Newlywed Brooks Monroe insists counting down the days to his wedding by participating in one Texas church’s program was time well-spent.
Monroe and his then-fiancée Lauren had been dating six years when they enrolled in the Countdown to Marriage program at First Baptist Church of Lewisville, Texas.
“We’d both just started jobs, and I was kind of skeptical at first, but I’m so glad we went ahead and did it,” Monroe said.
“It was an awesome chance to invest in ourselves, and in our future, and in the future of our marriage. The topics were so applicable.”
Countdown to Marriage is a group premarital counseling program designed by Byron and Carla Weathersbee of Legacy Family Ministries in Waco, Texas. It prepares engaged couples for marriage through seven weeks of topical discussion of common marital issues.
The Weathersbees, both Baylor University alumni and members of Columbus Avenue Baptist Church in Waco, founded Legacy Family Ministries in 1995 after working in family ministry for 13 years.
Countdown to Marriage is an integral part of Legacy Family’s larger vision to strengthen families as the source of Christian development and ministry.
“What we’re trying to do is use the family institution as not only the greatest evangelism tool, but also the greatest discipleship tool,” Byron Weathersbee explained.
The program for engaged couples grew naturally out of ministering to families as a whole, Weathersbee said.
“We had folks who just needed premarital counseling, so we launched a class of five couples,” Weathersbee said. “We tried to find curriculum that would meet our needs and was interactive, that really got couples working through issues and talking.”
Over seven weeks, couples analyze each phrase of a traditional marriage vow to address relevant contemporary issues.

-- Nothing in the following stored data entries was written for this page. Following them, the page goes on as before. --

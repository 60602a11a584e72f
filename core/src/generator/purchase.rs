use super::{RecordGenerator, Timeline};
use crate::{
    config::CatalogEntry,
    error::{SeedError, SeedResult},
    loader::{ColumnKind, Field, LoadRow, TableSpec},
    partition::Batch,
    rng::{BatchRng, StageSlot},
    sampler::WeightedSampler,
    store::{NamedService, ServiceRef},
    types::{PurchaseStatus, RowId},
};
use chrono::NaiveDateTime;
use std::collections::HashMap;
use std::sync::Arc;

#[derive(Debug, Clone, PartialEq)]
pub struct PurchaseRow {
    pub customer_id: RowId,
    pub service_id: RowId,
    pub start_date: NaiveDateTime,
    /// start_date + term for recurring services, None otherwise.
    pub end_date: Option<NaiveDateTime>,
    pub status: PurchaseStatus,
}

impl LoadRow for PurchaseRow {
    const TABLE: TableSpec = TableSpec {
        name: "purchases",
        columns: &["customer_id", "service_id", "start_date", "end_date", "status"],
        kinds: &[
            ColumnKind::Integer,
            ColumnKind::Integer,
            ColumnKind::Text,
            ColumnKind::Text,
            ColumnKind::Integer,
        ],
    };

    fn fields(&self) -> Vec<Field<'_>> {
        vec![
            Field::Int(self.customer_id),
            Field::Int(self.service_id),
            Field::Timestamp(self.start_date),
            self.end_date.map_or(Field::Null, Field::Timestamp),
            Field::Int(self.status.code()),
        ]
    }
}

pub struct PurchaseGenerator {
    customer_ids: Arc<[RowId]>,
    services: WeightedSampler<ServiceRef>,
    statuses: WeightedSampler<PurchaseStatus>,
    timeline: Timeline,
}

impl PurchaseGenerator {
    /// Services are weighted by the popularity of the catalog entry with
    /// the same name. A fetched service missing from the catalog is a
    /// configuration error.
    pub fn new(
        customer_ids: Arc<[RowId]>,
        services: &[NamedService],
        catalog: &[CatalogEntry],
        timeline: Timeline,
    ) -> SeedResult<Self> {
        if customer_ids.is_empty() {
            return Err(SeedError::MissingReferenceData {
                stage: StageSlot::Purchases.name(),
                table: "customers",
            });
        }
        if services.is_empty() {
            return Err(SeedError::MissingReferenceData {
                stage: StageSlot::Purchases.name(),
                table: "services",
            });
        }

        let popularity: HashMap<&str, f64> = catalog
            .iter()
            .map(|entry| (entry.name.as_str(), entry.popularity))
            .collect();
        let weights = services
            .iter()
            .map(|s| {
                popularity.get(s.name.as_str()).copied().ok_or_else(|| {
                    SeedError::config(format!("service '{}' is not in the catalog", s.name))
                })
            })
            .collect::<SeedResult<Vec<f64>>>()?;

        Ok(Self {
            customer_ids,
            services: WeightedSampler::new(services.iter().map(|s| s.service).collect(), &weights)?,
            statuses: WeightedSampler::uniform(PurchaseStatus::ALL.to_vec())?,
            timeline,
        })
    }
}

impl RecordGenerator for PurchaseGenerator {
    type Row = PurchaseRow;
    const STAGE: StageSlot = StageSlot::Purchases;

    fn generate(&self, batch: &Batch, rng: &mut BatchRng) -> SeedResult<Vec<PurchaseRow>> {
        let mut rows = Vec::with_capacity(batch.count);
        for _ in batch.offsets() {
            let customer_id = self.customer_ids[rng.next_index(self.customer_ids.len())];
            let service = self.services.draw(rng);
            let start_date = self.timeline.past_date(rng);
            rows.push(PurchaseRow {
                customer_id,
                service_id: service.id,
                start_date,
                end_date: service
                    .is_recurring
                    .then(|| self.timeline.term_end(start_date)),
                status: self.statuses.draw(rng),
            });
        }
        Ok(rows)
    }
}

#[cfg(test)]
mod tests {
    use super::*;
    use chrono::{Duration, NaiveDate};

    fn timeline() -> Timeline {
        let now = NaiveDate::from_ymd_opt(2025, 6, 1)
            .unwrap()
            .and_hms_opt(9, 0, 0)
            .unwrap();
        Timeline::new(now, 365, 30)
    }

    fn named(id: RowId, name: &str, is_recurring: bool) -> NamedService {
        NamedService {
            name: name.into(),
            service: ServiceRef {
                id,
                base_price: 10.0 * id as f64,
                is_recurring,
            },
        }
    }

    #[test]
    fn end_date_follows_the_recurring_flag() {
        let services = vec![named(1, "A", true), named(2, "B", false)];
        let catalog = vec![CatalogEntry::new("A", 1.0), CatalogEntry::new("B", 1.0)];
        let generator =
            PurchaseGenerator::new(Arc::from(vec![10, 11, 12]), &services, &catalog, timeline())
                .unwrap();
        let batch = Batch {
            index: 0,
            start: 0,
            count: 500,
        };
        let mut rng = crate::rng::SeedBank::new(5).for_batch(StageSlot::Purchases, 0);
        for row in generator.generate(&batch, &mut rng).unwrap() {
            assert!([10, 11, 12].contains(&row.customer_id));
            match row.service_id {
                1 => assert_eq!(row.end_date, Some(row.start_date + Duration::days(30))),
                2 => assert_eq!(row.end_date, None),
                other => panic!("unexpected service {other}"),
            }
        }
    }

    #[test]
    fn empty_references_are_reported_before_generation() {
        let services = vec![named(1, "A", true)];
        let catalog = vec![CatalogEntry::new("A", 1.0)];
        let err = PurchaseGenerator::new(Arc::from(Vec::new()), &services, &catalog, timeline())
            .err()
            .unwrap();
        assert!(matches!(
            err,
            SeedError::MissingReferenceData { table: "customers", .. }
        ));

        let err = PurchaseGenerator::new(Arc::from(vec![1]), &[], &catalog, timeline())
            .err()
            .unwrap();
        assert!(matches!(
            err,
            SeedError::MissingReferenceData { table: "services", .. }
        ));
    }

    #[test]
    fn services_outside_the_catalog_are_rejected() {
        let services = vec![named(1, "Unlisted", true)];
        let catalog = vec![CatalogEntry::new("A", 1.0)];
        assert!(matches!(
            PurchaseGenerator::new(Arc::from(vec![1]), &services, &catalog, timeline()),
            Err(SeedError::Configuration(_))
        ));
    }
}
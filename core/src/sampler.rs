//! Categorical sampling over explicit weight vectors.
//!
//! Weights are normalized exactly once, into a cumulative table, when the
//! sampler is built. A draw is one uniform roll plus a binary search, so the
//! per-row cost stays flat at tens of millions of rows.

use crate::{
    error::{SeedError, SeedResult},
    rng::BatchRng,
};

#[derive(Debug, Clone)]
pub struct WeightedSampler<T> {
    values: Vec<T>,
    kind: Kind,
}

#[derive(Debug, Clone)]
enum Kind {
    Uniform,
    /// Normalized cumulative weights; entries from the last positive
    /// weight onward are pinned to exactly 1.0.
    Cumulative(Vec<f64>),
}

impl<T> WeightedSampler<T> {
    /// P(values[i]) = weights[i] / sum(weights).
    pub fn new(values: Vec<T>, weights: &[f64]) -> SeedResult<Self> {
        if values.len() != weights.len() {
            return Err(SeedError::config(format!(
                "sampler has {} values but {} weights",
                values.len(),
                weights.len()
            )));
        }
        if values.is_empty() {
            return Err(SeedError::config("sampler needs at least one value"));
        }
        if let Some(bad) = weights.iter().find(|w| !w.is_finite() || **w < 0.0) {
            return Err(SeedError::config(format!(
                "sampler weights must be finite and non-negative, got {bad}"
            )));
        }

        let total: f64 = weights.iter().sum();
        if total <= 0.0 {
            return Err(SeedError::config("sampler weights are all zero"));
        }

        let mut cumulative = Vec::with_capacity(weights.len());
        let mut running = 0.0;
        for w in weights {
            running += w / total;
            cumulative.push(running);
        }
        // Rounding can leave the tail at 0.99999...; pin it so every roll
        // in [0, 1) lands on a positive-weight entry.
        let last_positive = weights.iter().rposition(|w| *w > 0.0).unwrap_or(0);
        for c in &mut cumulative[last_positive..] {
            *c = 1.0;
        }

        Ok(Self {
            values,
            kind: Kind::Cumulative(cumulative),
        })
    }

    /// Every value equally likely.
    pub fn uniform(values: Vec<T>) -> SeedResult<Self> {
        if values.is_empty() {
            return Err(SeedError::config("sampler needs at least one value"));
        }
        Ok(Self {
            values,
            kind: Kind::Uniform,
        })
    }

    pub fn len(&self) -> usize {
        self.values.len()
    }

    pub fn is_empty(&self) -> bool {
        self.values.is_empty()
    }

    /// Normalized probability of index `i`.
    pub fn probability(&self, i: usize) -> f64 {
        match &self.kind {
            Kind::Uniform => 1.0 / self.values.len() as f64,
            Kind::Cumulative(cumulative) => {
                let prev = if i == 0 { 0.0 } else { cumulative[i - 1] };
                cumulative[i] - prev
            }
        }
    }

    pub fn sample_index(&self, rng: &mut BatchRng) -> usize {
        match &self.kind {
            Kind::Uniform => rng.next_index(self.values.len()),
            Kind::Cumulative(cumulative) => {
                let roll = rng.next_f64();
                cumulative
                    .partition_point(|c| *c <= roll)
                    .min(self.values.len() - 1)
            }
        }
    }

    pub fn sample(&self, rng: &mut BatchRng) -> &T {
        &self.values[self.sample_index(rng)]
    }

    pub fn sample_n(&self, rng: &mut BatchRng, n: usize) -> Vec<&T> {
        (0..n).map(|_| self.sample(rng)).collect()
    }
}

impl<T: Copy> WeightedSampler<T> {
    pub fn draw(&self, rng: &mut BatchRng) -> T {
        *self.sample(rng)
    }
}
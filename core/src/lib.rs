//! billing-seed core: parallel synthetic-data population for a billing
//! store (customers, services, purchases, payments).
//!
//! Data flow, one stage at a time:
//!   partition -> fan-out generation (rayon) -> bulk load (SQLite)
//!   -> reference fetch for the next stage.

pub mod config;
pub mod error;
pub mod executor;
pub mod generator;
pub mod loader;
pub mod name_generator;
pub mod partition;
pub mod pipeline;
pub mod rng;
pub mod sampler;
pub mod store;
pub mod types;
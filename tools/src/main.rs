//! seed-runner: populate a billing database with synthetic data.
//!
//! Usage:
//!   seed-runner --db billing.db --customers 200000 --purchases 200000 --payments 200000
//!   seed-runner --config data/population.json --strategy insert --workers 8
//!   seed-runner --db billing.db --clear-only
//!   seed-runner --db billing.db --report

use anyhow::{Context, Result};
use billing_seed_core::{
    config::PopulationConfig,
    loader::LoadStrategy,
    pipeline::{Pipeline, PopulationReport},
    store::Store,
};
use std::env;
use std::str::FromStr;

fn main() -> Result<()> {
    env_logger::init();

    let args: Vec<String> = env::args().collect();
    let config = build_config(&args)?;
    let clear_only = args.iter().any(|a| a == "--clear-only");
    let report_json = args.iter().any(|a| a == "--report");
    log::debug!("effective config: {config:?}");

    println!("billing-seed - seed-runner");
    println!("  db:         {}", config.store.path);
    println!("  customers:  {}", config.targets.customers);
    println!("  purchases:  {}", config.targets.purchases);
    println!("  payments:   {}", config.targets.payments);
    println!("  batch size: {}", config.batch_size);
    println!("  strategy:   {:?}", config.load_strategy);
    println!("  seed:       {}", config.seed);
    println!();

    let mut pipeline = Pipeline::new(config)?;

    if clear_only {
        pipeline.clear()?;
        let counts = pipeline.store().table_counts()?;
        println!("Cleared {} (run {}).", pipeline.store().path(), pipeline.run_id);
        println!(
            "  customers: {}  services: {}  purchases: {}  payments: {}",
            counts.customers, counts.services, counts.purchases, counts.payments
        );
        return Ok(());
    }

    let report = pipeline
        .run()
        .with_context(|| format!("population run {} failed", pipeline.run_id))?;

    print_summary(&report);
    print_dashboard(pipeline.store())?;

    if report_json {
        println!();
        println!("{}", serde_json::to_string_pretty(&report)?);
    }
    Ok(())
}

/// Config file first (if given), then individual flag overrides.
fn build_config(args: &[String]) -> Result<PopulationConfig> {
    let mut config = match flag_value(args, "--config") {
        Some(path) => PopulationConfig::load(path)?,
        None => PopulationConfig::default(),
    };

    if let Some(db) = flag_value(args, "--db") {
        config.store.path = db.to_string();
    }
    let t = &mut config.targets;
    t.customers = parse_arg(args, "--customers", t.customers)?;
    t.purchases = parse_arg(args, "--purchases", t.purchases)?;
    t.payments = parse_arg(args, "--payments", t.payments)?;
    config.batch_size = parse_arg(args, "--batch-size", config.batch_size)?;
    config.workers = parse_arg(args, "--workers", config.workers)?;
    config.seed = parse_arg(args, "--seed", config.seed)?;
    config.load_strategy = parse_arg::<LoadStrategy>(args, "--strategy", config.load_strategy)?;

    config.validate()?;
    Ok(config)
}

fn print_summary(report: &PopulationReport) {
    println!("=== RUN SUMMARY ===");
    println!("  run_id:   {}", report.run_id);
    println!("  workers:  {}", report.workers);
    println!("  elapsed:  {:.2}s", report.elapsed_secs);
    for stage in &report.stages {
        let rate = if stage.elapsed_secs > 0.0 {
            stage.rows as f64 / stage.elapsed_secs
        } else {
            0.0
        };
        println!(
            "  {:<10} {:>9} rows  {:>4} chunks  {:>7.2}s  ({rate:.0} rows/s)",
            stage.stage, stage.rows, stage.chunks, stage.elapsed_secs
        );
    }

    let Some(v) = &report.verification else {
        return;
    };
    println!();
    println!("=== VERIFICATION ===");
    println!(
        "  customers: {}  services: {}  purchases: {}  payments: {}",
        v.counts.customers, v.counts.services, v.counts.purchases, v.counts.payments
    );
    println!("  service popularity:");
    for s in &v.popularity {
        println!("    {:<28} {:>8} ({:.1}%)", s.name, s.purchases, s.share * 100.0);
    }
    println!(
        "  payment amounts correct: {}/{}",
        v.payments.correct_amounts, v.payments.sampled
    );
    println!(
        "  same-customer payments:  {}/{} ({:.1}%)",
        v.payments.matching_customers,
        v.payments.sampled,
        v.same_customer_share() * 100.0
    );
    println!(
        "  purchase term violations: {}/{}",
        v.terms.violations, v.terms.sampled
    );
}

fn print_dashboard(store: &Store) -> Result<()> {
    println!();
    println!("=== PAYMENTS BY SERVICE TYPE ===");
    for s in store.service_type_stats()? {
        println!(
            "  {:<8} {:>8} payments  total {:>12.2}  avg {:>7.2}  completed {:>7}",
            s.service_type.label(),
            s.total_payments,
            s.total_amount,
            s.avg_amount,
            s.successful_payments
        );
    }

    println!();
    println!("=== TOP CUSTOMERS ===");
    for c in store.top_customers(5)? {
        println!(
            "  #{:<8} {:<28} {:>10.2} over {} payments",
            c.customer_id, c.name, c.total_spent, c.payment_count
        );
    }

    println!();
    println!("=== RECENT PAYMENTS ===");
    for p in store.recent_payments(10)? {
        println!(
            "  {} {:<24} {:<28} {:>8.2} {} {}",
            p.timestamp.format("%Y-%m-%d %H:%M"),
            p.customer_name,
            p.service_name,
            p.amount,
            p.currency.label(),
            p.status.label()
        );
    }
    Ok(())
}

fn flag_value<'a>(args: &'a [String], flag: &str) -> Option<&'a str> {
    args.windows(2)
        .find(|w| w[0] == flag)
        .map(|w| w[1].as_str())
}

/// Parse `flag`'s value, or keep `default` when the flag is absent.
/// A present but malformed value is an error rather than silently ignored.
fn parse_arg<T>(args: &[String], flag: &str, default: T) -> Result<T>
where
    T: FromStr,
    T::Err: std::fmt::Display,
{
    match flag_value(args, flag) {
        Some(raw) => raw
            .parse()
            .map_err(|e| anyhow::anyhow!("invalid value '{raw}' for {flag}: {e}")),
        None => Ok(default),
    }
}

For example, the phrase “for better, for worse; for richer, for poorer” brings up “money matters” -- the topic of week three in Countdown to Marriage.
Countdown to Marriage also includes the topics, “God’s purpose for marriage,” “roles and responsibilities,” “in-laws,” and “communication and conflict resolution.”
The program concludes with a weekend retreat.
During each seven-week session, all couples meet as a group once a week for instruction and feedback about the designated subject. Limited participation keeps groups small and conversational.
Monroe said he enjoyed the group interaction.
“We could all learn from each other’s struggles,” he said. “I think if it were smaller, we would have missed out on a lot -- but it wasn’t so big that you didn’t have a chance to contribute to the group.”
In addition to group meetings, couples are assigned weekly tasks -- some individual and some joint assignments. Activities like Bible study, focused conversation, romantic dates or prayer help couples process and apply lessons learned. Spending structured time working through weekly topics helps many couples prioritize their relationship in the midst of pre-wedding busyness.
“The time we spent preparing for the lessons, and the time we spent sitting down with the group, was the most valued and cherished part of the week,” Monroe recalled.
Associate Pastor Brian Dodridge at First Baptist Church in Lewisville, who helps lead Countdown sessions at his church, said he wished he had had the program when he was preparing for marriage.
“They’re all the conversations married couples ought to have, and often have 10 to 15 years into the marriage, but we’re introducing them on the front end,” Dodridge explained.
Though the program is scripturally founded and teaches a Christian worldview, non-Christians also enroll. Dodridge once had the privilege of giving one participant a Bible. Many couples pray or read Scripture together for the first time while in Countdown to Marriage.
Since the program provides thorough preparation for marriage, some non-Christians attend out of sheer practicality.
“The majority of folks look to get married in either a church or synagogue, and they look to the church for guidance and direction,” Weathersbee said.
“We’ve made it fun, we’ve made it interactive – it’s appealing to young couples who’re really desiring to know what they’re getting themselves into!”
The program at First Baptist Church in Lewisville also draws attendance from all over the Dallas-Fort Worth area. “The best thing is that a lot of the couples are not a part of our church,” Dodridge said.
Countdown to Marriage has now spread beyond the program’s base in Waco to several cities and churches in Texas and Oklahoma. A condensed version of the seven-week curriculum also is available as a weekend retreat to facilitate those who live far from a program site.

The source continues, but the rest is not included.